▸ **DIRECTIONS FOR THIS TASK**:
Copy out all of the entries below without any change.

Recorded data
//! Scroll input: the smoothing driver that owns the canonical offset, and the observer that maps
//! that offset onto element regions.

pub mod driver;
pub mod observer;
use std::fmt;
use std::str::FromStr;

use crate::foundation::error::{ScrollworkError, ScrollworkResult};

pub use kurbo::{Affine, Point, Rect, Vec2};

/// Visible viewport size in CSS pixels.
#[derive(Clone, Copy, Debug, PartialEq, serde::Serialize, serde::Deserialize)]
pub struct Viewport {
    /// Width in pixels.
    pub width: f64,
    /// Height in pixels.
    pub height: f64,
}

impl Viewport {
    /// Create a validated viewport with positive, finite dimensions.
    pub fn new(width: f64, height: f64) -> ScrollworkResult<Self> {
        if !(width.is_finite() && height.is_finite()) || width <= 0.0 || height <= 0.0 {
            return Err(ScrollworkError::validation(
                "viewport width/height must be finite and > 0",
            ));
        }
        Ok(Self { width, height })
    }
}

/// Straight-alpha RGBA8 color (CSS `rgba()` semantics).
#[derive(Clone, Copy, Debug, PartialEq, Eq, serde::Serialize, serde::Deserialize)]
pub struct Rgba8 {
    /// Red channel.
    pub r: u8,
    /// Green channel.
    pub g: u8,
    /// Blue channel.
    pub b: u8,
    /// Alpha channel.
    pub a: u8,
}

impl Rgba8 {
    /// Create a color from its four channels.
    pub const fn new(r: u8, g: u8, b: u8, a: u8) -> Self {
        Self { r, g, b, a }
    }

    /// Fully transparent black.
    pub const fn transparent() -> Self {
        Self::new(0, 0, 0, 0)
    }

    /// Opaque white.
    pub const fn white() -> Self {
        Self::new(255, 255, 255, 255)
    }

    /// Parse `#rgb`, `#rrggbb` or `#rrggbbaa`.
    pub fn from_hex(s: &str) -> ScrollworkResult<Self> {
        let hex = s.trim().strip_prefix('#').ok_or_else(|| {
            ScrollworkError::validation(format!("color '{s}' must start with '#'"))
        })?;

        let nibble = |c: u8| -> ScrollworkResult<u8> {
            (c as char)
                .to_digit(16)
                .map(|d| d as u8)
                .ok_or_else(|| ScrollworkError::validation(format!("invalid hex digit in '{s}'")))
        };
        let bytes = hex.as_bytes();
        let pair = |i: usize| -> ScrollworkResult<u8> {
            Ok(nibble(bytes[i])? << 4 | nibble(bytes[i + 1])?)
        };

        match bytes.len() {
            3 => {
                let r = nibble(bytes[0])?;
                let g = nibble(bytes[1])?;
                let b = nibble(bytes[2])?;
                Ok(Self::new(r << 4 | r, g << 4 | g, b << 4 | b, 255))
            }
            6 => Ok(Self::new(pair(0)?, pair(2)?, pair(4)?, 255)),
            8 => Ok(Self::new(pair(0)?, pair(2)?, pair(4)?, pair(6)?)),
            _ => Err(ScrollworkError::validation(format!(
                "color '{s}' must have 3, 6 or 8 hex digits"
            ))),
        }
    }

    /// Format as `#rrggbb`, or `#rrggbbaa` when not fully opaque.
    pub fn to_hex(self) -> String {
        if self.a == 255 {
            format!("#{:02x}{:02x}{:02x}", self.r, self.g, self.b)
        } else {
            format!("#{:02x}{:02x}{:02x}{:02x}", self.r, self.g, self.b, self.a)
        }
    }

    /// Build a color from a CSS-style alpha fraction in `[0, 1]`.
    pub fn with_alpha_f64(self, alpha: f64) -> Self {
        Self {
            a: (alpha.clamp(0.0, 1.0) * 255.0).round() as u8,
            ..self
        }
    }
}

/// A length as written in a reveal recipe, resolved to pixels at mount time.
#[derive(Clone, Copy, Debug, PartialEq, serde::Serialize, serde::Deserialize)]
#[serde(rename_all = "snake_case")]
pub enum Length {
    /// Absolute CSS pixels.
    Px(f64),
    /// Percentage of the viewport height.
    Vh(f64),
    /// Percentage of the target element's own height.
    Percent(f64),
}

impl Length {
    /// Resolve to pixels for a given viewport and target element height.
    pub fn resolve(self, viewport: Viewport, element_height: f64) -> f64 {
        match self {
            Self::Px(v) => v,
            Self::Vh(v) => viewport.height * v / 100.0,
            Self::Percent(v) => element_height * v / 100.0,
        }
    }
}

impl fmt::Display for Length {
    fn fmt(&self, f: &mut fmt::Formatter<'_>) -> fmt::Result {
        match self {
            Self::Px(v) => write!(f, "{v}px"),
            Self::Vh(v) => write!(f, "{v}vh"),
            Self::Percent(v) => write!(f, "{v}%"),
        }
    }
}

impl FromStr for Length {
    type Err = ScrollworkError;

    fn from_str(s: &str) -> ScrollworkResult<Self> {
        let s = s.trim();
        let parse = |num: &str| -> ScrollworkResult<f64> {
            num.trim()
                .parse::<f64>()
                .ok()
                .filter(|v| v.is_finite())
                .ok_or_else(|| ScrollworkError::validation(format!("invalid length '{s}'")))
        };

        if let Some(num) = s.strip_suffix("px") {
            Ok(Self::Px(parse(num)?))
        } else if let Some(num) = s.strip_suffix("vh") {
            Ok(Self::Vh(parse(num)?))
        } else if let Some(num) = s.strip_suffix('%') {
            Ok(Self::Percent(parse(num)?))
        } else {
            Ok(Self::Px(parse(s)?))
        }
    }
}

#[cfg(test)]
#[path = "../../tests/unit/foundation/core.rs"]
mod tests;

▸ **SOLUTION**:
//! Scroll input: the smoothing driver that owns the canonical offset, and the observer that maps
//! that offset onto element regions.

pub mod driver;
pub mod observer;
use std::fmt;
use std::str::FromStr;

use crate::foundation::error::{ScrollworkError, ScrollworkResult};

pub use kurbo::{Affine, Point, Rect, Vec2};

/// Visible viewport size in CSS pixels.
#[derive(Clone, Copy, Debug, PartialEq, serde::Serialize, serde::Deserialize)]
pub struct Viewport {
    /// Width in pixels.
    pub width: f64,
    /// Height in pixels.
    pub height: f64,
}

impl Viewport {
    /// Create a validated viewport with positive, finite dimensions.
    pub fn new(width: f64, height: f64) -> ScrollworkResult<Self> {
        if !(width.is_finite() && height.is_finite()) || width <= 0.0 || height <= 0.0 {
            return Err(ScrollworkError::validation(
                "viewport width/height must be finite and > 0",
            ));
        }
        Ok(Self { width, height })
    }
}

/// Straight-alpha RGBA8 color (CSS `rgba()` semantics).
#[derive(Clone, Copy, Debug, PartialEq, Eq, serde::Serialize, serde::Deserialize)]
pub struct Rgba8 {
    /// Red channel.
    pub r: u8,
    /// Green channel.
    pub g: u8,
    /// Blue channel.
    pub b: u8,
    /// Alpha channel.
    pub a: u8,
}

impl Rgba8 {
    /// Create a color from its four channels.
    pub const fn new(r: u8, g: u8, b: u8, a: u8) -> Self {
        Self { r, g, b, a }
    }

    /// Fully transparent black.
    pub const fn transparent() -> Self {
        Self::new(0, 0, 0, 0)
    }

    /// Opaque white.
    pub const fn white() -> Self {
        Self::new(255, 255, 255, 255)
    }

    /// Parse `#rgb`, `#rrggbb` or `#rrggbbaa`.
    pub fn from_hex(s: &str) -> ScrollworkResult<Self> {
        let hex = s.trim().strip_prefix('#').ok_or_else(|| {
            ScrollworkError::validation(format!("color '{s}' must start with '#'"))
        })?;

        let nibble = |c: u8| -> ScrollworkResult<u8> {
            (c as char)
                .to_digit(16)
                .map(|d| d as u8)
                .ok_or_else(|| ScrollworkError::validation(format!("invalid hex digit in '{s}'")))
        };
        let bytes = hex.as_bytes();
        let pair = |i: usize| -> ScrollworkResult<u8> {
            Ok(nibble(bytes[i])? << 4 | nibble(bytes[i + 1])?)
        };

        match bytes.len() {
            3 => {
                let r = nibble(bytes[0])?;
                let g = nibble(bytes[1])?;
                let b = nibble(bytes[2])?;
                Ok(Self::new(r << 4 | r, g << 4 | g, b << 4 | b, 255))
            }
            6 => Ok(Self::new(pair(0)?, pair(2)?, pair(4)?, 255)),
            8 => Ok(Self::new(pair(0)?, pair(2)?, pair(4)?, pair(6)?)),
            _ => Err(ScrollworkError::validation(format!(
                "color '{s}' must have 3, 6 or 8 hex digits"
            ))),
        }
    }

    /// Format as `#rrggbb`, or `#rrggbbaa` when not fully opaque.
    pub fn to_hex(self) -> String {
        if self.a == 255 {
            format!("#{:02x}{:02x}{:02x}", self.r, self.g, self.b)
        } else {
            format!("#{:02x}{:02x}{:02x}{:02x}", self.r, self.g, self.b, self.a)
        }
    }

    /// Build a color from a CSS-style alpha fraction in `[0, 1]`.
    pub fn with_alpha_f64(self, alpha: f64) -> Self {
        Self {
            a: (alpha.clamp(0.0, 1.0) * 255.0).round() as u8,
            ..self
        }
    }
}

/// A length as written in a reveal recipe, resolved to pixels at mount time.
#[derive(Clone, Copy, Debug, PartialEq, serde::Serialize, serde::Deserialize)]
#[serde(rename_all = "snake_case")]
pub enum Length {
    /// Absolute CSS pixels.
    Px(f64),
    /// Percentage of the viewport height.
    Vh(f64),
    /// Percentage of the target element's own height.
    Percent(f64),
}

impl Length {
    /// Resolve to pixels for a given viewport and target element height.
    pub fn resolve(self, viewport: Viewport, element_height: f64) -> f64 {
        match self {
            Self::Px(v) => v,
            Self::Vh(v) => viewport.height * v / 100.0,
            Self::Percent(v) => element_height * v / 100.0,
        }
    }
}

impl fmt::Display for Length {
    fn fmt(&self, f: &mut fmt::Formatter<'_>) -> fmt::Result {
        match self {
            Self::Px(v) => write!(f, "{v}px"),
            Self::Vh(v) => write!(f, "{v}vh"),
            Self::Percent(v) => write!(f, "{v}%"),
        }
    }
}

impl FromStr for Length {
    type Err = ScrollworkError;

    fn from_str(s: &str) -> ScrollworkResult<Self> {
        let s = s.trim();
        let parse = |num: &str| -> ScrollworkResult<f64> {
            num.trim()
                .parse::<f64>()
                .ok()
                .filter(|v| v.is_finite())
                .ok_or_else(|| ScrollworkError::validation(format!("invalid length '{s}'")))
        };

        if let Some(num) = s.strip_suffix("px") {
            Ok(Self::Px(parse(num)?))
        } else if let Some(num) = s.strip_suffix("vh") {
            Ok(Self::Vh(parse(num)?))
        } else if let Some(num) = s.strip_suffix('%') {
            Ok(Self::Percent(parse(num)?))
        } else {
            Ok(Self::Px(parse(s)?))
        }
    }
}

#[cfg(test)]
#[path = "../../tests/unit/foundation/core.rs"]
mod tests;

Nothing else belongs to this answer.